* **MATERIALS PROVIDED**:
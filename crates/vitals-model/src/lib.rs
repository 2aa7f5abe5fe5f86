pub mod error;
pub mod patient;
pub mod quality;
pub mod raw;
pub mod reading;
pub mod schema;
pub mod values;

pub use error::{Result, VitalsError};
pub use patient::PatientRecord;
pub use quality::{ErrorKind, ErrorRecord, RecordRef, SourceTable};
pub use raw::{RawRecord, is_missing_value, value_to_string};
pub use reading::ReadingRecord;
pub use schema::{
    Bounds, FieldKind, FieldSpec, RecordSchema, Requirement, patient_schema, reading_schema,
};
pub use values::{FieldValue, FieldValues};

* **TO DO**: Set down each entry again, exactly as written.

* **PROBLEM SOLUTION**:
filename crates/vitals-model/src/lib.rs
repository 2aa7f5abe5fe5f86
pub mod error;
pub mod patient;
pub mod quality;
pub mod raw;
pub mod reading;
pub mod schema;
pub mod values;

pub use error::{Result, VitalsError};
pub use patient::PatientRecord;
pub use quality::{ErrorKind, ErrorRecord, RecordRef, SourceTable};
pub use raw::{RawRecord, is_missing_value, value_to_string};
pub use reading::ReadingRecord;
pub use schema::{
    Bounds, FieldKind, FieldSpec, RecordSchema, Requirement, patient_schema, reading_schema,
};
pub use values::{FieldValue, FieldValues};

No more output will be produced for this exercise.